- [Records provided]
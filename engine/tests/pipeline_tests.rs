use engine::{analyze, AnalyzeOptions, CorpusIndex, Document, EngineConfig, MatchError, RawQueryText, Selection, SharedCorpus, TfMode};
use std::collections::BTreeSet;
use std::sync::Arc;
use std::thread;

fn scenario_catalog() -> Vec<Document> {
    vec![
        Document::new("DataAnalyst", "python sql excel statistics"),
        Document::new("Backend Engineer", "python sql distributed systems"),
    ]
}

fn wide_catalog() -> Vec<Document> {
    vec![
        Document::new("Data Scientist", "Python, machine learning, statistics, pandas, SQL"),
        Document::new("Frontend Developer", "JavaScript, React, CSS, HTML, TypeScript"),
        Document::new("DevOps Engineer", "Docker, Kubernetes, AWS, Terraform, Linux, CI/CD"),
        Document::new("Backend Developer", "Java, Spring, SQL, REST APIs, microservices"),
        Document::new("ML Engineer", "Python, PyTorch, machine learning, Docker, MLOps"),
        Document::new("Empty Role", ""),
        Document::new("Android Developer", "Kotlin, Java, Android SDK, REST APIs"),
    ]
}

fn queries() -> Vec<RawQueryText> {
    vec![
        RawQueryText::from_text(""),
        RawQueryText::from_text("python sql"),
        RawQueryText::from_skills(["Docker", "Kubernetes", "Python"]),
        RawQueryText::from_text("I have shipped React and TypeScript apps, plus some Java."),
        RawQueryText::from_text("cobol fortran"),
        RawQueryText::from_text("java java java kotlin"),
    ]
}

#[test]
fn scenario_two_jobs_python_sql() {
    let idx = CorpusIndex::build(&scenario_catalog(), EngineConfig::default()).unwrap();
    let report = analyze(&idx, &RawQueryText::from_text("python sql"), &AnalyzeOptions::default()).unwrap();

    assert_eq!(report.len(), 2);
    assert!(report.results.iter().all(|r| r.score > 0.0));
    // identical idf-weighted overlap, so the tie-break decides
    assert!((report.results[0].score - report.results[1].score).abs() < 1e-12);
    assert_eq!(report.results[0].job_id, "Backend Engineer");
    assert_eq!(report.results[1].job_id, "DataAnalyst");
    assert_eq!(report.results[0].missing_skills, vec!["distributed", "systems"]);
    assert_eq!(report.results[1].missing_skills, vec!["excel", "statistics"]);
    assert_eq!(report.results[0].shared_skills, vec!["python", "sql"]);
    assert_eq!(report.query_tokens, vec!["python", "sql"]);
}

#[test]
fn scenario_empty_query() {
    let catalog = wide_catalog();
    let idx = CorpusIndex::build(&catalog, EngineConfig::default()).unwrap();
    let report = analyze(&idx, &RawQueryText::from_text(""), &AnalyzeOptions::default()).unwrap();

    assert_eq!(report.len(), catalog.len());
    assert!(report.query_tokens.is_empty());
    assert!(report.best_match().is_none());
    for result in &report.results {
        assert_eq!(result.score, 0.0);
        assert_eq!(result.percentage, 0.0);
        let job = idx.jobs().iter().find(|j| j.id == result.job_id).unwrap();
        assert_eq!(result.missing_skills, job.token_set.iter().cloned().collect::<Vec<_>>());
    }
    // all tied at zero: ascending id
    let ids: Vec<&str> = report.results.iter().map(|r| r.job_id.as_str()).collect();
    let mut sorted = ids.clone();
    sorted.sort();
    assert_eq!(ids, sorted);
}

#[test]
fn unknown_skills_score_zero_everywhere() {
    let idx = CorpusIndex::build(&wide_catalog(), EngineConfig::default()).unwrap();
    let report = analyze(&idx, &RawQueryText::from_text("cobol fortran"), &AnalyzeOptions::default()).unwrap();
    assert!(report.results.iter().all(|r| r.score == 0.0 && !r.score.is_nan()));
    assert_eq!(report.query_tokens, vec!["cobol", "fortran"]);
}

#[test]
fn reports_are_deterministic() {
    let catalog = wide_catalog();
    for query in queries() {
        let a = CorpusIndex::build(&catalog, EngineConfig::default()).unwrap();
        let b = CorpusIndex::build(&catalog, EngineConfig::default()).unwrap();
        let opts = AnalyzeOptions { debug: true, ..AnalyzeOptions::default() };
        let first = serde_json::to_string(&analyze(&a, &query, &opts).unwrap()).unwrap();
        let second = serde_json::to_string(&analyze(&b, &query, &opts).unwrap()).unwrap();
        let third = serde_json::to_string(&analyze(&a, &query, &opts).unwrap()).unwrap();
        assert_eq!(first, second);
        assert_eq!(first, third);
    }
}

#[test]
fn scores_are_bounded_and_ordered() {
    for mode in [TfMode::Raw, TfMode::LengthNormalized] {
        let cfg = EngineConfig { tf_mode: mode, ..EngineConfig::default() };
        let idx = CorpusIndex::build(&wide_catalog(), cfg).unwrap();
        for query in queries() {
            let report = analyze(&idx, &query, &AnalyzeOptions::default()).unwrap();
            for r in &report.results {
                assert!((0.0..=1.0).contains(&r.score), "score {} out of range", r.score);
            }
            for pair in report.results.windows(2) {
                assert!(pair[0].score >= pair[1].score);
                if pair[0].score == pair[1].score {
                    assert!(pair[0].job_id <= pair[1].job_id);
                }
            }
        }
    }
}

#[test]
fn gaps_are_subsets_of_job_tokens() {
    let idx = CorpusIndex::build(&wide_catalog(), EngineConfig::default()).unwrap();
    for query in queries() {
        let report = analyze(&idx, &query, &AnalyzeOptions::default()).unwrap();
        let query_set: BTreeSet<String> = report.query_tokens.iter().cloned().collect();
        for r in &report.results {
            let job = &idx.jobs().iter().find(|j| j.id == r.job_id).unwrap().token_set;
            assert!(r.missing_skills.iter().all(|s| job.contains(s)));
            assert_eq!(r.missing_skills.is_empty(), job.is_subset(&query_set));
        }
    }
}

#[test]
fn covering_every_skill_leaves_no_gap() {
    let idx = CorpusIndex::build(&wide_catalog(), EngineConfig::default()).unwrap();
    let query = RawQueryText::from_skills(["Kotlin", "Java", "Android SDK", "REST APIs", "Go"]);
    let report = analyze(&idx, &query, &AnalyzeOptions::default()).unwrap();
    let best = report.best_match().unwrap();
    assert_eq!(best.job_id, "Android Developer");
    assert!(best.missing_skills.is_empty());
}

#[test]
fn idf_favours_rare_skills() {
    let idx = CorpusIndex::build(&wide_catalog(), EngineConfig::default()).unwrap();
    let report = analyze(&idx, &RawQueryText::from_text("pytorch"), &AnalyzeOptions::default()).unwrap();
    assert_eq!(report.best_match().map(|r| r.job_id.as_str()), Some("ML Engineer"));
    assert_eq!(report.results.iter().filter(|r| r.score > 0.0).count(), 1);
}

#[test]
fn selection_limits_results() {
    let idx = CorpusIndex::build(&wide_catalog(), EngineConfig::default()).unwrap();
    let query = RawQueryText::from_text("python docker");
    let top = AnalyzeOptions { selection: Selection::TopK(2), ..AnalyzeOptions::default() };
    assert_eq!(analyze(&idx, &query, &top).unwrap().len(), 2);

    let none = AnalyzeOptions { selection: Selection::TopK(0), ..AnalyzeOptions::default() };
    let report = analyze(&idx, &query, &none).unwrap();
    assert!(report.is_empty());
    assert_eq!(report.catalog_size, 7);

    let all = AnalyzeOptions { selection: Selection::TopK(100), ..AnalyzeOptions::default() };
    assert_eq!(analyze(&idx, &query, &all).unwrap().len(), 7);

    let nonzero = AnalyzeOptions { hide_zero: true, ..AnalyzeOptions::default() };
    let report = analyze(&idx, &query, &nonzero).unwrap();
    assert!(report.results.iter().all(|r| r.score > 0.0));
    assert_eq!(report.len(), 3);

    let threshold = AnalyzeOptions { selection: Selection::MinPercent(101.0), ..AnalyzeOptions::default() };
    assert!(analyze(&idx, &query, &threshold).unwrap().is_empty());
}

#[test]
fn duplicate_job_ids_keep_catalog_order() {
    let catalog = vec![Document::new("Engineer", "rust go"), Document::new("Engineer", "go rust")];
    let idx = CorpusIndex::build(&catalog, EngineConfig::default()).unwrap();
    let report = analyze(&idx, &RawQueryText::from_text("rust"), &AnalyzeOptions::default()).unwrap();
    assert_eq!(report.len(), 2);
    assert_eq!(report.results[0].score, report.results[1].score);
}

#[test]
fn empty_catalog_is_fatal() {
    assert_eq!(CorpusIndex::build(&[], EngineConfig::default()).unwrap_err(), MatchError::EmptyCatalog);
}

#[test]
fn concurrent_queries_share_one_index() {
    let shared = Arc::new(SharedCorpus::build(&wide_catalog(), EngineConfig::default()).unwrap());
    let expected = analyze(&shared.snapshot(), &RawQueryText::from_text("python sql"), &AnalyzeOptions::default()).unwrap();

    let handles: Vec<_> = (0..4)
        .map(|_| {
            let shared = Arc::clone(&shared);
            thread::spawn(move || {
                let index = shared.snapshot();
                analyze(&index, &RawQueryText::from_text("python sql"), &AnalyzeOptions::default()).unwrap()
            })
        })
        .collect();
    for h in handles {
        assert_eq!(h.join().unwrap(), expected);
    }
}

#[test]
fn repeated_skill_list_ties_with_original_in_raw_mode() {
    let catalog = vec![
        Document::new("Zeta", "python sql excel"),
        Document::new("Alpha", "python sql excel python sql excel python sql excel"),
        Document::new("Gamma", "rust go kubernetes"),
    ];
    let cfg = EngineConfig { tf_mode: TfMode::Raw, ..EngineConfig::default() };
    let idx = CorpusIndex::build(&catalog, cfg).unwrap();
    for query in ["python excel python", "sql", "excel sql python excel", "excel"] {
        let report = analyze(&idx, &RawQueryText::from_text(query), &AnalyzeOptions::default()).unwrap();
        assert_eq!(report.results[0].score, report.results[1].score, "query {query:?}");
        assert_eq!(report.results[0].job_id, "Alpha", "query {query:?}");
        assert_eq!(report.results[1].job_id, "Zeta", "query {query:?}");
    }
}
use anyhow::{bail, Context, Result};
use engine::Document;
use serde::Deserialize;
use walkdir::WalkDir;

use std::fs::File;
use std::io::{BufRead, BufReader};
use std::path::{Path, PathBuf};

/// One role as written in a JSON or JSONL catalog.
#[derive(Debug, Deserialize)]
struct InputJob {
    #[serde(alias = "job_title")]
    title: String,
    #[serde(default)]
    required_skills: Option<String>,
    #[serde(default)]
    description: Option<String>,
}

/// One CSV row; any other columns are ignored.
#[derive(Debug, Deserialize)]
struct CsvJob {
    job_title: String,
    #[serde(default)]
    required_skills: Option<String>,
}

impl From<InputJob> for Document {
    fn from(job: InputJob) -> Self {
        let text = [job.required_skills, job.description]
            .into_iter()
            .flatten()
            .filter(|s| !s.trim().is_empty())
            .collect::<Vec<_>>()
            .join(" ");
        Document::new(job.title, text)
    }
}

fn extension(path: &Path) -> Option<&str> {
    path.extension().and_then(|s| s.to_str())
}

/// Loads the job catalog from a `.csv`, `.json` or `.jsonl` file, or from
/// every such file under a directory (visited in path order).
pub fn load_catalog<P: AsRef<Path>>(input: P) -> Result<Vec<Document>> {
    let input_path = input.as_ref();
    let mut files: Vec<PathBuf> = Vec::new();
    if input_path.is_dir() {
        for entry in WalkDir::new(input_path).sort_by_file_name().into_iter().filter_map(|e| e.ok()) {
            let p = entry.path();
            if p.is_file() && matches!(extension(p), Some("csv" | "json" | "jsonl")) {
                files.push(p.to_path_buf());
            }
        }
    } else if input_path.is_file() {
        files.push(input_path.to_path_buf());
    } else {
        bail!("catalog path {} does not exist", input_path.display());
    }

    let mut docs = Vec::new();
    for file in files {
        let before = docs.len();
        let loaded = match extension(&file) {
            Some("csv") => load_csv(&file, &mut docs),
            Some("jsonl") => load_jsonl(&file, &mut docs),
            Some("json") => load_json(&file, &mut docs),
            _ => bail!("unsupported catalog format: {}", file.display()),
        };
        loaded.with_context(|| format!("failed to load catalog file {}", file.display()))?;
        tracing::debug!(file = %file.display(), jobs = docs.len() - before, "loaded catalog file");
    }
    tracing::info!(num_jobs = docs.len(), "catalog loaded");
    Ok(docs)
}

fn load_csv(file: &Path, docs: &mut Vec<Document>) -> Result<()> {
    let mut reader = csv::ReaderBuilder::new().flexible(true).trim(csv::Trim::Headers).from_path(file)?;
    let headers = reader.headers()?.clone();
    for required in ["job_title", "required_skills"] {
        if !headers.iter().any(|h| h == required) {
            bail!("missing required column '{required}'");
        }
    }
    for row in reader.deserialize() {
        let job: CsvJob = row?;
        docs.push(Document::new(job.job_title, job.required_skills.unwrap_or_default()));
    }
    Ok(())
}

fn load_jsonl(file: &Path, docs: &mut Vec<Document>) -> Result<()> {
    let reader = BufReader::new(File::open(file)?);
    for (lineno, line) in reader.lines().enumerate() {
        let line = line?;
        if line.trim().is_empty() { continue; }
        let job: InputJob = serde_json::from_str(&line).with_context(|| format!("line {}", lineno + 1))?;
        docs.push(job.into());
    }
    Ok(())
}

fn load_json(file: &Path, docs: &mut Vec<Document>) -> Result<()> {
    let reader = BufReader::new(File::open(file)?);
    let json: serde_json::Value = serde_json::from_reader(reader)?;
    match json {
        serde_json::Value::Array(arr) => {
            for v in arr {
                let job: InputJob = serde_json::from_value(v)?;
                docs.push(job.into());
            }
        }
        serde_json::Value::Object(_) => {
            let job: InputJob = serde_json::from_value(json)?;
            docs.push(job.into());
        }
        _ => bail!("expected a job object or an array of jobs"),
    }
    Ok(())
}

- [Aim of the exercise] Within the material above, find the lines that contain the word "threshold"; copy them.

- [Output]
    let threshold = AnalyzeOptions { selection: Selection::MinPercent(101.0), ..AnalyzeOptions::default() };
    assert!(analyze(&idx, &query, &threshold).unwrap().is_empty());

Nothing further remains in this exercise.